The recommendation for recreational divers to routinely take aspirin does not seem to be the currently accepted standard among most diving physicians now. DCS is very uncommon in recreational divers. If a diver does develop DCS the anti-clotting effect of aspirin could possibly cause increased bleeding in a hemorrhagic lesion (say in the inner ear, brain, or spinal cord) thus making the effects of the episode of DCS much worse. (Such increased bleeding and worsened injury has been seen in animal models on aspirin.) Also, barotrauma injuries are quite common in recreational divers, and those injuries are often associated with bleeding. Aspirin could make the bleeding in such an injury worse, potentially turning a minor annoyance into a major problem. For these reasons, taking aspirin while diving seems to be at best a wash from a preventative medicine standpoint, and in the typical recreational diver it might actually do more harm than good. I believe that there is a study going on in Australia taking another look at aspirin and diving, but the results aren't available yet to my knowledge. As it stands now, the conventional wisdom is to not recommend routine aspirin use to all recreational divers.

Since you seem quite interested in the quality of medical discussions here, perhaps you'd like to share what particular information you have that would cause you to dispute the current generally accepted medical standard regarding aspirin and recreational diving. And while you're at it, why not tell us about your special training and expertise in diving medicine that qualifies you to give specific medical advice (such as what medicines to take) here?

HTH,

Bill
 
I hope I never cross swords with you, Bill!
BillP once bubbled...
Howdy pescador775:
I don't suppose it's likely that he was the one who gave you such a low opinion of the posters here because he stopped posting 2 days before you registered on Scubaboard, but if you go back and review his posts you'll see what I mean. Hey, you might know him! He posted from the same IP address that you do. Better watch your back out there pescador775!
Bill
Interesting VERY interesting.
 
Dear Bill and Readers:

Wow!

I seldom reply to these comments impugning the intelligence of others, but was pleased that someone did.

The fact is that most physicians do not know a great deal about diving, because it is not taught in medical school. My only medical acquaintance with it is in the chapter on Special Environments in Guyton’s ” Textbook of Physiology.” I am always surprised that readers would believe that their local physician would be an expert on scuba diving; it is a very narrow speciality.

Answers

The answers provided by me are best attempts at answers to many subjects. I certainly am not a specialist in everything hyperbaric. Some of my replies are really quite short in comparison to other writers and indicate (in reality) that I have little to add of substance.

Many of my answers are, in addition, controversial in the hyperbaric community, although they are gaining acceptance. Certainly, the idea that “slow tissues” can be loaded by physical activity is controversial. Similarly with the idea of a spectrum of preformed micronuclei that can be enlarged by musculoskeletal activity.

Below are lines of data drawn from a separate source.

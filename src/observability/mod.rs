//! Observability subsystem.
//!
//! # Data Flow
//! ```text
//! All subsystems produce:
//!     → logging.rs (structured log events via `tracing`)
//!
//! HTTP layer adds:
//!     → TraceLayer spans per request
//!     → x-request-id on every request and response
//! ```
//!
//! # Design Decisions
//! - Structured fields rather than formatted strings
//! - Request ID flows through every log line about a request

pub mod logging;
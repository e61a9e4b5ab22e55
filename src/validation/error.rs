//! Errors produced while binding and validating request bodies.

use std::fmt;

use indexmap::IndexMap;
use thiserror::Error;

use crate::error::{ErrorKind, FatalError};
use crate::meta::Meta;

/// Failure descriptor for a single field. Only the binder reads its content.
#[derive(Debug, Clone, PartialEq, Eq)]
pub struct FieldError {
    /// Name of the failed rule, e.g. `required`.
    pub tag: String,
}

impl FieldError {
    pub fn required() -> Self {
        Self {
            tag: "required".to_string(),
        }
    }
}

/// Per-field failures keyed by field name, in the order they were reported.
pub type FieldErrors = IndexMap<String, FieldError>;

/// What the binding collaborator returns when a body is rejected.
#[derive(Debug, Clone, PartialEq, Error)]
pub enum BindError {
    /// One or more fields failed validation.
    #[error("{} field(s) failed validation", .0.len())]
    Fields(FieldErrors),

    /// Body could not be decoded.
    #[error("malformed request body: {0}")]
    Decode(String),

    /// Body was sent with a media type the binder does not handle.
    #[error("unsupported media type: {0}")]
    UnsupportedMediaType(String),
}

/// Field failures summarized for clients.
///
/// Holds the binder's original error (also its [`Error::source`]), the
/// [`ErrorKind::Bind`] tag and a [`Meta`] with `message` and `fields`
/// entries.
///
/// [`Error::source`]: std::error::Error::source
#[derive(Debug, Clone, PartialEq)]
pub struct AggregatedBindError {
    source: BindError,
    kind: ErrorKind,
    meta: Meta,
}

impl AggregatedBindError {
    pub(crate) fn new(errors: FieldErrors, message: String, fields: Vec<String>) -> Self {
        let meta = Meta::new().with("message", message).with("fields", fields);
        Self {
            source: BindError::Fields(errors),
            kind: ErrorKind::Bind,
            meta,
        }
    }

    /// The binder error this envelope was built from.
    pub fn cause(&self) -> &BindError {
        &self.source
    }

    /// Field errors as reported by the binder.
    pub fn errors(&self) -> Option<&FieldErrors> {
        match &self.source {
            BindError::Fields(errors) => Some(errors),
            _ => None,
        }
    }

    pub fn kind(&self) -> ErrorKind {
        self.kind
    }

    pub fn meta(&self) -> &Meta {
        &self.meta
    }

    pub fn message(&self) -> &str {
        self.meta
            .get("message")
            .and_then(|v| v.as_str())
            .unwrap_or_default()
    }

    /// Lower-cased field names.
    pub fn fields(&self) -> Vec<&str> {
        self.meta
            .get("fields")
            .and_then(|v| v.as_array())
            .map(|items| items.iter().filter_map(|v| v.as_str()).collect())
            .unwrap_or_default()
    }
}

impl fmt::Display for AggregatedBindError {
    fn fmt(&self, f: &mut fmt::Formatter<'_>) -> fmt::Result {
        write!(f, "{} error: {}", self.kind.as_str(), self.message())
    }
}

impl std::error::Error for AggregatedBindError {
    fn source(&self) -> Option<&(dyn std::error::Error + 'static)> {
        Some(&self.source)
    }
}

/// Error returned to a request handler.
#[derive(Debug, Clone, PartialEq, Error)]
pub enum RequestError {
    /// Field failures, aggregated.
    #[error(transparent)]
    Bind(AggregatedBindError),

    /// Any other binder error, unchanged.
    #[error(transparent)]
    Other(BindError),

    /// Broken precondition; becomes a 500 at the recovery boundary.
    #[error(transparent)]
    Fatal(#[from] FatalError),
}

impl RequestError {
    pub fn is_fatal(&self) -> bool {
        matches!(self, RequestError::Fatal(_))
    }
}
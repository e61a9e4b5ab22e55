//! XML adapter.
//!
//! The map becomes a `<map>` root with one child element per key. Arrays
//! repeat the element once per item and objects nest. Keys are used as
//! element names without rewriting.

use serde_json::Value;

use crate::meta::Meta;

const ROOT: &str = "map";

pub fn to_xml(meta: &Meta) -> String {
    let mut out = String::new();
    out.push('<');
    out.push_str(ROOT);
    out.push('>');
    for (key, value) in meta.iter() {
        write_element(&mut out, key, value);
    }
    out.push_str("</");
    out.push_str(ROOT);
    out.push('>');
    out
}

fn write_element(out: &mut String, name: &str, value: &Value) {
    if let Value::Array(items) = value {
        for item in items {
            write_element(out, name, item);
        }
        return;
    }

    out.push('<');
    out.push_str(name);
    out.push('>');
    match value {
        Value::Null => {}
        Value::String(s) => escape_into(out, s),
        Value::Object(map) => {
            for (key, child) in map {
                write_element(out, key, child);
            }
        }
        other => out.push_str(&other.to_string()),
    }
    out.push_str("</");
    out.push_str(name);
    out.push('>');
}

/// Escape markup characters. Characters XML 1.0 cannot carry at all
/// (C0 controls other than tab/LF/CR, U+FFFE, U+FFFF) become U+FFFD.
fn escape_into(out: &mut String, text: &str) {
    for c in text.chars() {
        match c {
            '&' => out.push_str("&amp;"),
            '<' => out.push_str("&lt;"),
            '>' => out.push_str("&gt;"),
            '"' => out.push_str("&quot;"),
            '\'' => out.push_str("&apos;"),
            c if is_xml_char(c) => out.push(c),
            _ => out.push(char::REPLACEMENT_CHARACTER),
        }
    }
}

fn is_xml_char(c: char) -> bool {
    matches!(c, '\t' | '\n' | '\r' | '\u{20}'..='\u{FFFD}' | '\u{10000}'..='\u{10FFFF}')
}

#[cfg(test)]
mod tests {
    use super::*;
    use serde_json::json;

    #[test]
    fn test_arrays_repeat_elements() {
        let meta = Meta::new()
            .with("message", "name and age are required.")
            .with("fields", vec!["name", "age"]);
        assert_eq!(
            to_xml(&meta),
            "<map><message>name and age are required.</message>\
             <fields>name</fields><fields>age</fields></map>"
        );
    }

    #[test]
    fn test_escapes_text() {
        let meta = Meta::new().with("note", "a < b & \"c\"");
        assert_eq!(to_xml(&meta), "<map><note>a &lt; b &amp; &quot;c&quot;</note></map>");
    }

    #[test]
    fn test_replaces_forbidden_characters() {
        let meta = Meta::new().with("note", "a\u{0}b\u{1b}c\u{FFFF}\td\ne");
        assert_eq!(
            to_xml(&meta),
            "<map><note>a\u{FFFD}b\u{FFFD}c\u{FFFD}\td\ne</note></map>"
        );
    }

    #[test]
    fn test_nested_and_scalars() {
        let meta = Meta::new()
            .with("server", json!({ "version": "0.1.0" }))
            .with("healthy", true)
            .with("extra", Value::Null);
        assert_eq!(
            to_xml(&meta),
            "<map><server><version>0.1.0</version></server>\
             <healthy>true</healthy><extra></extra></map>"
        );
    }

    #[test]
    fn test_empty_map() {
        assert_eq!(to_xml(&Meta::new()), "<map></map>");
    }
}
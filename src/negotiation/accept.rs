//! `Accept` header parsing.

use axum::http::{header::ACCEPT, HeaderMap};

/// Media types listed in an `Accept` header, in order of appearance.
///
/// Parameters (`;q=0.9`, `;charset=...`) are discarded and entries are
/// trimmed. Empty entries are dropped. Quality values are not used for
/// ordering and duplicates are kept.
pub fn parse_accept_header(header: &str) -> Vec<String> {
    header
        .split(',')
        .map(|part| match part.find(';') {
            Some(index) => &part[..index],
            None => part,
        })
        .map(str::trim)
        .filter(|part| !part.is_empty())
        .map(str::to_string)
        .collect()
}

/// Media types accepted by the client, read from the request headers.
///
/// A missing or non-UTF-8 header yields an empty list.
pub fn accepted_media_types(headers: &HeaderMap) -> Vec<String> {
    headers
        .get(ACCEPT)
        .and_then(|value| value.to_str().ok())
        .map(parse_accept_header)
        .unwrap_or_default()
}

#[cfg(test)]
mod tests {
    use super::*;
    use axum::http::HeaderValue;

    #[test]
    fn test_strips_parameters_and_whitespace() {
        assert_eq!(
            parse_accept_header("text/html; q=0.9, application/json"),
            vec!["text/html", "application/json"]
        );
    }

    #[test]
    fn test_empty_header() {
        assert!(parse_accept_header("").is_empty());
        assert!(parse_accept_header(" , ;q=1,").is_empty());
    }

    #[test]
    fn test_keeps_order_and_duplicates() {
        assert_eq!(
            parse_accept_header("application/xml;q=0.1,text/plain,application/xml"),
            vec!["application/xml", "text/plain", "application/xml"]
        );
    }

    #[test]
    fn test_quality_does_not_reorder() {
        let parsed = parse_accept_header("text/plain;q=0.1, application/json;q=1.0");
        assert_eq!(parsed[0], "text/plain");
    }

    #[test]
    fn test_from_headers() {
        let mut headers = HeaderMap::new();
        assert!(accepted_media_types(&headers).is_empty());

        headers.insert(ACCEPT, HeaderValue::from_static("application/json, */*;q=0.8"));
        assert_eq!(accepted_media_types(&headers), vec!["application/json", "*/*"]);
    }
}
//! Request handlers for the API routes.

use axum::{
    body::Bytes,
    extract::State,
    http::{HeaderMap, StatusCode},
    response::{IntoResponse, Response},
    Json,
};

use crate::http::recovery::{error_format, error_response};
use crate::http::request::request_id;
use crate::http::server::AppState;
use crate::meta::Meta;
use crate::negotiation::{negotiate, Negotiation};
use crate::validation::{aggregate, bind_json, content_type_is_json, RequestError};

/// Fields a user body must carry.
pub const USER_FIELDS: [&str; 3] = ["Name", "Age", "Email"];

/// `GET {base}/status`, rendered in whichever offered format the client accepts.
pub async fn get_status(
    State(state): State<AppState>,
    headers: HeaderMap,
) -> Result<Response, RequestError> {
    let data = Meta::new()
        .with("version", env!("CARGO_PKG_VERSION"))
        .with("status", "operational")
        .with("base_path", &*state.base_path);
    let plain = Meta::new().with(
        "message",
        format!("routekit {} operational", env!("CARGO_PKG_VERSION")),
    );

    let negotiation = Negotiation::new(state.offered.to_vec()).data(data).plain(plain);
    Ok(negotiate(&headers, &negotiation)?)
}

/// `POST {base}/users/`: bind and validate a user body.
pub async fn create_user(headers: HeaderMap, body: Bytes) -> Response {
    let bound = content_type_is_json(&headers).and_then(|()| bind_json(&body, &USER_FIELDS));
    match bound {
        Ok(user) => (StatusCode::CREATED, Json(user)).into_response(),
        Err(err) => {
            let err = aggregate(err);
            if !err.is_fatal() {
                tracing::info!(
                    request_id = %request_id(&headers),
                    error = %err,
                    "Rejected request body"
                );
            }
            error_response(err, error_format(&headers))
        }
    }
}
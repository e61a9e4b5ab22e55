//! Route path composition.
//!
//! # Responsibilities
//! - Join a group's base path with a relative route path
//! - Lexically clean the result (`.`, `..`, duplicate separators)
//! - Keep a trailing slash when the relative path asked for one
//!
//! # Design Decisions
//! - Purely lexical: the filesystem is never consulted
//! - An empty relative path returns the base path untouched, even if the
//!   base path is itself unclean
//! - Cleaning drops trailing slashes, but the router treats `/users/` and
//!   `/users` as distinct routes, so the slash is restored afterwards

use crate::error::FatalError;

/// Join `absolute_path` and `relative_path` into a single route path.
pub fn compose(absolute_path: &str, relative_path: &str) -> String {
    if relative_path.is_empty() {
        return absolute_path.to_string();
    }

    let mut final_path = join(absolute_path, relative_path);
    let append_slash =
        last_char(relative_path) == Ok(b'/') && last_char(&final_path) != Ok(b'/');
    if append_slash {
        final_path.push('/');
    }
    final_path
}

/// Final byte of a non-empty string.
pub fn last_char(s: &str) -> Result<u8, FatalError> {
    s.as_bytes()
        .last()
        .copied()
        .ok_or(FatalError::InvalidArgument("the length of the string can't be 0"))
}

/// Join two path elements with `/` and clean the result.
///
/// Empty elements are skipped; joining two empty elements yields `""`.
pub fn join(base: &str, elem: &str) -> String {
    match (base.is_empty(), elem.is_empty()) {
        (true, true) => String::new(),
        (true, false) => clean(elem),
        (false, true) => clean(base),
        (false, false) => clean(&format!("{base}/{elem}")),
    }
}

/// Shortest path lexically equivalent to `path`.
///
/// Duplicate separators and `.` elements are removed, each `..` removes the
/// element before it, and a `..` above the root of a rooted path is dropped.
/// The result never ends in `/` unless it is the root itself. An empty result
/// becomes `/` for rooted paths and `.` otherwise.
pub fn clean(path: &str) -> String {
    if path.is_empty() {
        return ".".to_string();
    }

    let rooted = path.starts_with('/');
    let mut stack: Vec<&str> = Vec::new();
    for elem in path.split('/') {
        match elem {
            "" | "." => {}
            ".." => match stack.last() {
                Some(&last) if last != ".." => {
                    stack.pop();
                }
                _ if rooted => {}
                _ => stack.push(".."),
            },
            _ => stack.push(elem),
        }
    }

    let joined = stack.join("/");
    if rooted {
        format!("/{joined}")
    } else if joined.is_empty() {
        ".".to_string()
    } else {
        joined
    }
}
//! Request identification.
//!
//! # Responsibilities
//! - Generate a UUID v4 request ID for requests that arrive without one
//! - Read the ID back for structured logging
//!
//! # Design Decisions
//! - The ID is assigned by the outermost layer so every span carries it
//! - Client-supplied `x-request-id` values are kept and echoed back

use axum::http::{HeaderMap, HeaderValue, Request};
use tower_http::request_id::{MakeRequestId, RequestId};
use uuid::Uuid;

pub const X_REQUEST_ID: &str = "x-request-id";

/// Generates UUID v4 request IDs.
#[derive(Debug, Clone, Copy, Default)]
pub struct MakeRequestUuidV4;

impl MakeRequestId for MakeRequestUuidV4 {
    fn make_request_id<B>(&mut self, _request: &Request<B>) -> Option<RequestId> {
        HeaderValue::from_str(&Uuid::new_v4().to_string())
            .ok()
            .map(RequestId::new)
    }
}

/// Request ID from the headers, or `"unknown"`.
pub fn request_id(headers: &HeaderMap) -> &str {
    headers
        .get(X_REQUEST_ID)
        .and_then(|v| v.to_str().ok())
        .unwrap_or("unknown")
}
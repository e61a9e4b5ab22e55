//! Per-request recovery boundary.
//!
//! # Responsibilities
//! - Map `RequestError` values to responses (4xx, or 500 for fatal)
//! - Catch handler panics and answer 500 instead of dropping the connection
//! - Log fatal failures once, with the request ID, method and path
//!
//! # Design Decisions
//! - Fatal errors never leave this boundary; clients only see a generic 500
//! - The response carries a private marker so logging happens in one place

use std::any::Any;

use axum::{
    body::Body,
    http::{HeaderMap, Request, StatusCode},
    middleware::{self, Next},
    response::{IntoResponse, Response},
    Router,
};
use tower_http::catch_panic::CatchPanicLayer;

use crate::error::FatalError;
use crate::http::request::request_id;
use crate::meta::Meta;
use crate::negotiation::{accepted_media_types, negotiate_format, Format};
use crate::render;
use crate::validation::{BindError, RequestError};

const INTERNAL_ERROR_BODY: &str = "Internal Server Error";
const ERROR_FORMATS: [Format; 3] = [Format::Json, Format::Xml, Format::Plain];

/// Why a request ended in a 500.
#[derive(Debug, Clone)]
enum Caught {
    Fatal(FatalError),
    Panic(String),
}

/// Format for error bodies: the client's choice when possible, else JSON.
pub fn error_format(headers: &HeaderMap) -> Format {
    negotiate_format(&accepted_media_types(headers), &ERROR_FORMATS)
        .ok()
        .flatten()
        .unwrap_or(Format::Json)
}

/// Build the response for a failed request.
pub fn error_response(err: RequestError, format: Format) -> Response {
    match err {
        RequestError::Bind(bind) => render::format(format, StatusCode::BAD_REQUEST, bind.meta()),
        RequestError::Other(other) => {
            let status = match other {
                BindError::UnsupportedMediaType(_) => StatusCode::UNSUPPORTED_MEDIA_TYPE,
                BindError::Decode(_) | BindError::Fields(_) => StatusCode::BAD_REQUEST,
            };
            let meta = Meta::new().with("message", other.to_string());
            render::format(format, status, &meta)
        }
        RequestError::Fatal(fatal) => internal_error(Caught::Fatal(fatal)),
    }
}

impl IntoResponse for RequestError {
    fn into_response(self) -> Response {
        error_response(self, Format::Json)
    }
}

fn internal_error(caught: Caught) -> Response {
    let mut response = (StatusCode::INTERNAL_SERVER_ERROR, INTERNAL_ERROR_BODY).into_response();
    response.extensions_mut().insert(caught);
    response
}

/// Panic handler for `CatchPanicLayer`.
pub fn panic_response(err: Box<dyn Any + Send + 'static>) -> Response {
    let detail = if let Some(s) = err.downcast_ref::<String>() {
        s.clone()
    } else if let Some(s) = err.downcast_ref::<&str>() {
        s.to_string()
    } else {
        "unknown panic payload".to_string()
    };
    internal_error(Caught::Panic(detail))
}

/// Middleware that logs 500s produced by fatal errors or panics.
pub async fn boundary(request: Request<Body>, next: Next) -> Response {
    let request_id = request_id(request.headers()).to_string();
    let method = request.method().clone();
    let path = request.uri().path().to_string();

    let mut response = next.run(request).await;
    match response.extensions_mut().remove::<Caught>() {
        Some(Caught::Fatal(err)) => {
            tracing::error!(
                request_id = %request_id,
                method = %method,
                path = %path,
                error = %err,
                "Fatal precondition violation"
            );
        }
        Some(Caught::Panic(detail)) => {
            tracing::error!(
                request_id = %request_id,
                method = %method,
                path = %path,
                panic = %detail,
                "Handler panicked"
            );
        }
        None => {}
    }
    response
}

/// Wrap `router` in the recovery boundary.
pub fn with_recovery<S>(router: Router<S>) -> Router<S>
where
    S: Clone + Send + Sync + 'static,
{
    router
        .layer(CatchPanicLayer::custom(panic_response))
        .layer(middleware::from_fn(boundary))
}
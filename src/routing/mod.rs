//! Routing support.
//!
//! # Data Flow
//! ```text
//! Route registration (at startup):
//!     RouteGroup base path + relative path
//!     → path.rs (compose: join, clean, restore trailing slash)
//!     → axum Router (tree matching lives there)
//! ```
//!
//! # Design Decisions
//! - Paths are composed once at registration, never per request
//! - Composition is deterministic: same inputs always give the same path
//! - Trailing slashes are meaningful (`/users/` and `/users` differ)

pub mod group;
pub mod path;

pub use group::RouteGroup;
pub use path::compose;
//! Minimal JSON body binder.
//!
//! Decodes a body into a JSON object and reports required fields that are
//! missing. Field errors are keyed by the names the caller declared, so a
//! route requiring `Name` reports `Name` even though the JSON key is `name`.

use axum::http::{header::CONTENT_TYPE, HeaderMap};
use serde_json::Value;

use crate::negotiation::Format;
use crate::validation::error::{BindError, FieldError, FieldErrors};

/// Reject bodies whose `Content-Type` is not JSON.
///
/// Parameters such as `charset` are ignored. A missing header is accepted.
pub fn content_type_is_json(headers: &HeaderMap) -> Result<(), BindError> {
    let Some(value) = headers.get(CONTENT_TYPE) else {
        return Ok(());
    };
    let content_type = value
        .to_str()
        .map_err(|_| BindError::UnsupportedMediaType("<non-ascii>".to_string()))?;
    let media_type = content_type.split(';').next().unwrap_or_default().trim();

    match Format::from_media_type(media_type) {
        Some(Format::Json) => Ok(()),
        _ => Err(BindError::UnsupportedMediaType(media_type.to_string())),
    }
}

/// Decode `body` and check that every `required` field is present.
///
/// Keys are matched ASCII case-insensitively; a `null` value counts as
/// missing. Missing fields are reported in the order of `required`.
pub fn bind_json(body: &[u8], required: &[&str]) -> Result<Value, BindError> {
    let value: Value = serde_json::from_slice(body).map_err(|e| BindError::Decode(e.to_string()))?;
    let Value::Object(object) = &value else {
        return Err(BindError::Decode("expected a JSON object".to_string()));
    };

    let missing: FieldErrors = required
        .iter()
        .filter(|field| {
            !object
                .iter()
                .any(|(key, v)| key.eq_ignore_ascii_case(field) && !v.is_null())
        })
        .map(|field| (field.to_string(), FieldError::required()))
        .collect();

    if missing.is_empty() {
        Ok(value)
    } else {
        tracing::debug!(missing = ?missing.keys().collect::<Vec<_>>(), "Required fields missing");
        Err(BindError::Fields(missing))
    }
}
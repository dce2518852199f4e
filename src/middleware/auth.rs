use axum::{extract::FromRequestParts, http::request::Parts};
use uuid::Uuid;

use crate::auth::Claims;
use crate::error::ApiError;
use crate::session;

/// Authenticated user context resolved from the session cookie.
///
/// Every API handler extracts this itself rather than trusting the page
/// guard; the guard only gates page navigation.
#[derive(Clone, Debug)]
pub struct SessionUser {
    pub id: Uuid,
    pub email: String,
}

impl From<Claims> for SessionUser {
    fn from(claims: Claims) -> Self {
        Self {
            id: claims.id,
            email: claims.email,
        }
    }
}

#[axum::async_trait]
impl<S> FromRequestParts<S> for SessionUser
where
    S: Send + Sync,
{
    type Rejection = ApiError;

    async fn from_request_parts(parts: &mut Parts, _state: &S) -> Result<Self, Self::Rejection> {
        session::session_from_headers(&parts.headers)
            .map(SessionUser::from)
            .ok_or_else(|| ApiError::unauthorized("Unauthorized"))
    }
}
// POST /api/auth/register - create a user account
use axum::{extract::Extension, http::StatusCode, response::Json};
use serde::Deserialize;
use serde_json::{json, Value};
use sqlx::PgPool;

use crate::error::ApiError;
use crate::services::user;

#[derive(Debug, Deserialize)]
pub struct RegisterRequest {
    pub name: Option<String>,
    pub email: Option<String>,
    pub password: Option<String>,
}

pub async fn register(
    Extension(pool): Extension<PgPool>,
    Json(payload): Json<RegisterRequest>,
) -> Result<(StatusCode, Json<Value>), ApiError> {
    let (name, email, password) = match (payload.name, payload.email, payload.password) {
        (Some(n), Some(e), Some(p)) if !n.is_empty() && !e.is_empty() && !p.is_empty() => (n, e, p),
        _ => {
            return Err(ApiError::validation_error(
                "Missing name, email or password",
                None,
            ))
        }
    };

    let password_hash = bcrypt::hash(&password, bcrypt::DEFAULT_COST)?;
    user::create(&pool, &name, &email, &password_hash).await?;

    Ok((
        StatusCode::CREATED,
        Json(json!({ "message": "User created successfully" })),
    ))
}
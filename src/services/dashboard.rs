use serde::Serialize;
use sqlx::PgPool;
use uuid::Uuid;

use crate::database::models::{Expense, Income, Payable, Receivable};
use crate::error::ApiError;

/// One response for the dashboard view: the five most recent records of each
/// kind plus the outstanding (non-PAID, any casing) totals.
#[derive(Debug, Serialize)]
#[serde(rename_all = "camelCase")]
pub struct Dashboard {
    pub income: Vec<Income>,
    pub expenses: Vec<Expense>,
    pub receivables: Vec<Receivable>,
    pub payables: Vec<Payable>,
    pub receivables_total: f64,
    pub payables_total: f64,
}

/// Fan-out read across six independent queries. They run concurrently and
/// the response is assembled only once all six complete; any failure fails
/// the whole aggregation. Zero records yield totals of 0, not an error.
pub async fn get_dashboard(pool: &PgPool, user_id: Uuid) -> Result<Dashboard, ApiError> {
    let income = sqlx::query_as::<_, Income>(
        "SELECT id, title, amount, date, category, note, user_id, created_at, updated_at
         FROM income WHERE user_id = $1 ORDER BY date DESC LIMIT 5",
    )
    .bind(user_id)
    .fetch_all(pool);

    let expenses = sqlx::query_as::<_, Expense>(
        "SELECT id, title, amount, date, category, note, user_id, created_at, updated_at
         FROM expenses WHERE user_id = $1 ORDER BY date DESC LIMIT 5",
    )
    .bind(user_id)
    .fetch_all(pool);

    let receivables = sqlx::query_as::<_, Receivable>(
        "SELECT id, name, amount, due_date, status, note, user_id, created_at, updated_at
         FROM receivables WHERE user_id = $1 ORDER BY due_date DESC LIMIT 5",
    )
    .bind(user_id)
    .fetch_all(pool);

    let payables = sqlx::query_as::<_, Payable>(
        "SELECT id, name, amount, due_date, status, note, user_id, created_at, updated_at
         FROM payables WHERE user_id = $1 ORDER BY due_date DESC LIMIT 5",
    )
    .bind(user_id)
    .fetch_all(pool);

    let receivables_total = sqlx::query_scalar::<_, f64>(
        "SELECT COALESCE(SUM(amount), 0)
         FROM receivables WHERE user_id = $1 AND UPPER(status) <> 'PAID'",
    )
    .bind(user_id)
    .fetch_one(pool);

    let payables_total = sqlx::query_scalar::<_, f64>(
        "SELECT COALESCE(SUM(amount), 0)
         FROM payables WHERE user_id = $1 AND UPPER(status) <> 'PAID'",
    )
    .bind(user_id)
    .fetch_one(pool);

    let (income, expenses, receivables, payables, receivables_total, payables_total) =
        tokio::try_join!(
            income,
            expenses,
            receivables,
            payables,
            receivables_total,
            payables_total
        )?;

    Ok(Dashboard {
        income,
        expenses,
        receivables,
        payables,
        receivables_total,
        payables_total,
    })
}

I try (though not on every occasion) to point out where these are my opinions derived from my research at NASA. They are not necessarily believed by everyone, even among my colleagues here.

I do believe that they are correct, have experimental data to back them, and are based on sound biophysics and physical chemistry in in vitro models.

Thanks

I do appreciate the comments of BillP on this, and my thanks to the other individuals who offer their comments from time to time on all of the topics.

Dr Deco :doctor:
 
For what it's worth fellas,none of the medical regulators or docs who dive need ever explain themselves here to me or anyone.I truly appreciate all the help,references and explanations given.